Thanks for catching it. Fixed it.

> Thanks.
> Eric Lin
>
> > +               csr_clear(CSR_IP, BIT(RV_IRQ_PMU));
> > +               csr_set(CSR_IE, BIT(RV_IRQ_PMU));
> > +               enable_percpu_irq(riscv_pmu_irq, IRQ_TYPE_NONE);
> > +       }
> >
> >         return 0;
> >  }
> >
> >  static int pmu_sbi_dying_cpu(unsigned int cpu, struct hlist_node *node)
> >  {
> > +       if (riscv_isa_extension_available(NULL, SSCOFPMF)) {
> > +               disable_percpu_irq(riscv_pmu_irq);
> > +               csr_clear(CSR_IE, BIT(RV_IRQ_PMU));
> > +       }
> > +
> >         /* Disable all counters access for user mode now */
> >         csr_write(CSR_SCOUNTEREN, 0x0);
> >
> >         return 0;
> >  }
> >
> > +static int pmu_sbi_setup_irqs(struct riscv_pmu *pmu, struct platform_device *pdev)
> > +{
> > +       int ret;
> > +       struct cpu_hw_events __percpu *hw_events = pmu->hw_events;
> > +       struct device_node *cpu, *child;
> > +       struct irq_domain *domain = NULL;
> > +
> > +       if (!riscv_isa_extension_available(NULL, SSCOFPMF))

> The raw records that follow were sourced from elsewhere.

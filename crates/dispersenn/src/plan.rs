//! Network topology derived from the configuration, free of any tensor code.
//!
//! Everything about the network that depends only on scalar parameters is
//! computed here, before a single weight is allocated:
//!
//! ```text
//! TrainingConfig
//!     │
//!     ├──► PairCombinations   (which individuals each feature row compares)
//!     ├──► ExtractorPlan      (conv/pool stack, embedding width)
//!     └──► ResolutionSchedule ──► PyramidPlan (one StagePlan per map size)
//! ```
//!
//! The tch executors in `extractor` and `pyramid` only interpret these
//! plans, so every topology error surfaces as a [`ConfigError`] up front.

use serde::Serialize;
use tracing::info;

use crate::combinations::PairCombinations;
use crate::config::TrainingConfig;
use crate::error::ConfigError;
use crate::schedule::ResolutionSchedule;

/// Width of the shared dense transform applied to each position.
pub const EMBED_WIDTH: usize = 128;

/// Filters in the first convolution iteration.
pub const BASE_FILTERS: usize = 64;

/// Filters added per further iteration.
pub const FILTER_STEP: usize = 44;

/// Convolution kernel length.
pub const CONV_KERNEL: usize = 2;

/// Average-pooling window and stride.
pub const POOL_SIZE: usize = 10;

// ---------------------------------------------------------------------------
// ExtractorPlan
// ---------------------------------------------------------------------------

/// One convolution + pooling iteration.
#[derive(Debug, Clone, Copy, PartialEq, Eq, Serialize)]
pub struct ConvLayerPlan {
    /// Input channels.
    pub in_channels: usize,
    /// Filters.
    pub out_channels: usize,
    /// Sequence length entering the convolution.
    pub len_in: usize,
    /// Sequence length after pooling.
    pub len_out: usize,
}

/// Shape of the per-combination feature extractor.
#[derive(Debug, Clone, PartialEq, Eq, Serialize)]
pub struct ExtractorPlan {
    /// SNPs per example.
    pub num_snps: usize,
    /// Individuals per combination.
    pub combination_size: usize,
    /// Convolution iterations in order.
    pub conv_layers: Vec<ConvLayerPlan>,
    /// Input width of the shared dense transform.
    pub dense_in: usize,
    /// Sequence length after the last iteration.
    pub final_len: usize,
    /// `final_len · 128`.
    pub embedding_dim: usize,
    /// `embedding_dim + 2 · combination_size`.
    pub feature_dim: usize,
}

impl ExtractorPlan {
    /// Plan the extractor for `num_snps` SNP rows and combinations of
    /// `combination_size` individuals out of `n`.
    ///
    /// Runs `max(0, floor(log10 num_snps) − 1)` iterations of a kernel-2
    /// valid convolution with `64 + 44·i` filters followed by a floor-mode
    /// average pool of 10.
    pub fn new(num_snps: usize, n: usize, combination_size: usize) -> Result<Self, ConfigError> {
        if num_snps == 0 {
            return Err(ConfigError::invalid_value("num_snps", "must be > 0"));
        }
        if combination_size == 0 || combination_size > n {
            return Err(ConfigError::invalid_value(
                "combination_size",
                format!("must be in [1, n={n}], got {combination_size}"),
            ));
        }

        let iterations = (num_snps.ilog10() as usize).saturating_sub(1);
        let mut conv_layers = Vec::with_capacity(iterations);
        let mut channels = combination_size;
        let mut len = num_snps;
        for i in 0..iterations {
            let filters = BASE_FILTERS + FILTER_STEP * i;
            let after_conv = len.saturating_sub(CONV_KERNEL - 1);
            let len_out = after_conv / POOL_SIZE;
            if len_out == 0 {
                return Err(ConfigError::invalid_value(
                    "num_snps",
                    format!("sequence of {num_snps} SNPs pools to length 0 at iteration {i}"),
                ));
            }
            conv_layers.push(ConvLayerPlan {
                in_channels: channels,
                out_channels: filters,
                len_in: len,
                len_out,
            });
            channels = filters;
            len = len_out;
        }

        let embedding_dim = len * EMBED_WIDTH;
        Ok(ExtractorPlan {
            num_snps,
            combination_size,
            conv_layers,
            dense_in: channels,
            final_len: len,
            embedding_dim,
            feature_dim: embedding_dim + 2 * combination_size,
        })
    }
}

// ---------------------------------------------------------------------------
// PyramidPlan
// ---------------------------------------------------------------------------

/// Activation after a stage's dense transform.
#[derive(Debug, Clone, Copy, PartialEq, Eq, Serialize)]
pub enum Activation {
    /// Rectified linear.
    Relu,
    /// Identity.
    Linear,
}

/// Transposed convolution from one stage's map size to the next.
#[derive(Debug, Clone, Copy, PartialEq, Eq, Serialize)]
pub struct UpsampleStep {
    /// Input side length.
    pub from: usize,
    /// Output side length.
    pub to: usize,
    /// Kernel side length, `to − from + 1`.
    pub kernel: usize,
}

/// One pyramid stage.
#[derive(Debug, Clone, PartialEq, Eq, Serialize)]
pub struct StagePlan {
    /// Stage index.
    pub index: usize,
    /// Map side length `R`.
    pub resolution: usize,
    /// `ceil(pairs / R)`.
    pub num_partitions: usize,
    /// Zero rows appended so the rows fill `num_partitions · R`.
    pub padded_rows: usize,
    /// Whether the previous stage's map is concatenated before the features.
    pub skip: bool,
    /// Dense input width.
    pub dense_in: usize,
    /// Dense output width (`R`).
    pub dense_out: usize,
    /// Activation after the dense transform.
    pub activation: Activation,
    /// Upsampling to the next stage, absent on the final stage.
    pub upsample: Option<UpsampleStep>,
}

impl StagePlan {
    /// `true` when rows are split into several partitions and mean-pooled.
    pub fn is_multi_partition(&self) -> bool {
        self.num_partitions > 1
    }
}

/// The full stack of pyramid stages.
#[derive(Debug, Clone, PartialEq, Eq, Serialize)]
pub struct PyramidPlan {
    /// Rows in the feature block.
    pub pairs: usize,
    /// Columns in the feature block.
    pub feature_dim: usize,
    /// Stages in order.
    pub stages: Vec<StagePlan>,
}

impl PyramidPlan {
    /// Plan one stage per entry of `schedule`.
    ///
    /// # Errors
    ///
    /// [`ConfigError::Unsupported`] when the final stage would need more
    /// than one partition, which has no defined output mapping.
    pub fn new(
        schedule: &ResolutionSchedule,
        pairs: usize,
        feature_dim: usize,
    ) -> Result<Self, ConfigError> {
        if pairs == 0 {
            return Err(ConfigError::invalid_value("pairs", "must be > 0"));
        }
        let sizes = schedule.sizes();
        let last = sizes.len() - 1;
        let mut stages = Vec::with_capacity(sizes.len());
        for (u, &r) in sizes.iter().enumerate() {
            let num_partitions = (pairs + r - 1) / r;
            if u == last && num_partitions > 1 {
                return Err(ConfigError::unsupported(format!(
                    "final stage of size {r} would need {num_partitions} partitions for {pairs} pairs"
                )));
            }
            let skip = u > 0;
            let upsample = sizes.get(u + 1).map(|&to| UpsampleStep { from: r, to, kernel: to - r + 1 });
            stages.push(StagePlan {
                index: u,
                resolution: r,
                num_partitions,
                padded_rows: num_partitions * r - pairs,
                skip,
                dense_in: feature_dim + if skip { r } else { 0 },
                dense_out: r,
                activation: if u == last { Activation::Linear } else { Activation::Relu },
                upsample,
            });
        }
        Ok(PyramidPlan { pairs, feature_dim, stages })
    }

    /// Output side length.
    pub fn size_out(&self) -> usize {
        self.stages.last().map_or(0, |s| s.resolution)
    }
}

// ---------------------------------------------------------------------------
// ModelPlan
// ---------------------------------------------------------------------------

/// Everything needed to build the network, derived from one configuration.
#[derive(Debug, Clone)]
pub struct ModelPlan {
    /// Individuals compared by each feature row.
    pub combinations: PairCombinations,
    /// Map sizes per stage.
    pub schedule: ResolutionSchedule,
    /// Feature extractor shape.
    pub extractor: ExtractorPlan,
    /// Pyramid stages.
    pub pyramid: PyramidPlan,
}

impl ModelPlan {
    /// Validate `config` and derive the whole topology from it.
    pub fn from_config(config: &TrainingConfig) -> Result<Self, ConfigError> {
        config.validate()?;
        let combinations =
            PairCombinations::sample(config.n, config.combination_size, config.pairs, config.seed)?;
        let extractor = ExtractorPlan::new(config.num_snps, config.n, config.combination_size)?;
        let schedule = ResolutionSchedule::new(config.min_tensor, config.size_out, config.upsample)?;
        let pyramid = PyramidPlan::new(&schedule, config.pairs, extractor.feature_dim)?;

        info!(
            conv_iterations = extractor.conv_layers.len(),
            feature_dim = extractor.feature_dim,
            sizes = ?schedule.sizes(),
            "model plan"
        );
        for stage in &pyramid.stages {
            info!(
                stage = stage.index,
                resolution = stage.resolution,
                partitions = stage.num_partitions,
                padded_rows = stage.padded_rows,
                "pyramid stage"
            );
        }

        Ok(ModelPlan { combinations, schedule, extractor, pyramid })
    }
}

#[cfg(test)]
mod tests {
    use super::*;

    #[test]
    fn extractor_for_thousand_snps() {
        let p = ExtractorPlan::new(1000, 20, 2).unwrap();
        assert_eq!(p.conv_layers.len(), 2);
        assert_eq!(p.conv_layers[0].out_channels, 64);
        assert_eq!(p.conv_layers[1].out_channels, 108);
        assert_eq!(p.final_len, 9);
        assert_eq!(p.feature_dim, 1156);
    }

    #[test]
    fn extractor_below_ten_snps_has_no_conv() {
        let p = ExtractorPlan::new(7, 4, 2).unwrap();
        assert!(p.conv_layers.is_empty());
        assert_eq!(p.dense_in, 2);
        assert_eq!(p.embedding_dim, 7 * EMBED_WIDTH);
    }

    #[test]
    fn extractor_default_snps() {
        // 4999/10 = 499, then 498/10 = 49.
        let p = ExtractorPlan::new(5000, 10, 2).unwrap();
        assert_eq!(p.conv_layers.len(), 2);
        assert_eq!(p.final_len, 49);
        assert_eq!(p.dense_in, 108);
        assert_eq!(p.feature_dim, 49 * 128 + 4);
    }

    #[test]
    fn partitions_for_45_pairs() {
        let s = ResolutionSchedule::new(10, 500, 8).unwrap();
        let p = PyramidPlan::new(&s, 45, 100).unwrap();
        assert_eq!((p.stages[0].num_partitions, p.stages[0].padded_rows), (5, 5));
        assert_eq!((p.stages[1].num_partitions, p.stages[1].padded_rows), (3, 6));
        assert_eq!((p.stages[3].num_partitions, p.stages[3].padded_rows), (1, 8));
        assert!(!p.stages[0].skip);
        assert_eq!(p.stages[1].dense_in, 117);
        assert_eq!(p.stages[7].activation, Activation::Linear);
        assert!(p.stages[7].upsample.is_none());
        assert_eq!(p.stages[0].upsample, Some(UpsampleStep { from: 10, to: 17, kernel: 8 }));
    }

    #[test]
    fn multi_partition_final_stage_unsupported() {
        let s = ResolutionSchedule::new(10, 20, 2).unwrap();
        assert!(matches!(PyramidPlan::new(&s, 45, 8), Err(ConfigError::Unsupported(_))));
    }

    #[test]
    fn model_plan_from_default_config() {
        let plan = ModelPlan::from_config(&TrainingConfig::default()).unwrap();
        assert_eq!(plan.combinations.len(), 45);
        assert_eq!(plan.pyramid.stages.len(), 6);
        assert_eq!(plan.pyramid.size_out(), 500);
    }
}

> > +               return -EOPNOTSUPP;
> > +
> > +       for_each_of_cpu_node(cpu) {
> > +               child = of_get_compatible_child(cpu, "riscv,cpu-intc");
> > +               if (!child) {
> > +                       pr_err("Failed to find INTC node\n");
> > +                       return -ENODEV;
> > +               }
> > +               domain = irq_find_host(child);
> > +               of_node_put(child);
> > +               if (domain)
> > +                       break;
> > +       }
> > +       if (!domain) {
> > +               pr_err("Failed to find INTC IRQ root domain\n");
> > +               return -ENODEV;
> > +       }
> > +
> > +       riscv_pmu_irq = irq_create_mapping(domain, RV_IRQ_PMU);
> > +       if (!riscv_pmu_irq) {
> > +               pr_err("Failed to map PMU interrupt for node\n");
> > +               return -ENODEV;
> > +       }
> > +
> > +       ret = request_percpu_irq(riscv_pmu_irq, pmu_sbi_ovf_handler, "riscv-pmu", hw_events);
> > +       if (ret) {
> > +               pr_err("registering percpu irq failed [%d]\n", ret);
> > +               return ret;
> > +       }
> > +
> > +       return 0;
> > +}
> > +
> >  static int pmu_sbi_device_probe(struct platform_device *pdev)
> >  {
> >         struct riscv_pmu *pmu = NULL;
> >         int num_counters;
> > -       int ret;
> > +       int ret = -ENODEV;
> >
> >         pr_info("SBI PMU extension is available\n");
> >         /* Notify legacy implementation that SBI pmu is available*/
> > @@ -488,13 +684,19 @@ static int pmu_sbi_device_probe(struct platform_device *pdev)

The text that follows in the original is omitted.